**The task**
Transcribe each line below word for word.

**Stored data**

********************

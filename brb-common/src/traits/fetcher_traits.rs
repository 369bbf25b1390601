// File: brb-common/src/traits/fetcher_traits.rs

use async_trait::async_trait;
use crate::Error;
use crate::models::Platform;

/// One configured platform that can report how many followers an account has.
///
/// Only built when every credential the platform needs is present, so an
/// instance always represents an enabled platform.
#[mockall::automock]
#[async_trait]
pub trait FollowerFetcher: Send + Sync {
    fn platform(&self) -> Platform;

    /// Makes the single network round trip. Any failure is fatal to the caller.
    async fn fetch_follower_count(&self) -> Result<u64, Error>;
}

********************

**Answer below**
filename brb-common/src/traits/fetcher_traits.rs
repository 369bbf25b1390601
// File: brb-common/src/traits/fetcher_traits.rs

use async_trait::async_trait;
use crate::Error;
use crate::models::Platform;

/// One configured platform that can report how many followers an account has.
///
/// Only built when every credential the platform needs is present, so an
/// instance always represents an enabled platform.
#[mockall::automock]
#[async_trait]
pub trait FollowerFetcher: Send + Sync {
    fn platform(&self) -> Platform;

    /// Makes the single network round trip. Any failure is fatal to the caller.
    async fn fetch_follower_count(&self) -> Result<u64, Error>;
}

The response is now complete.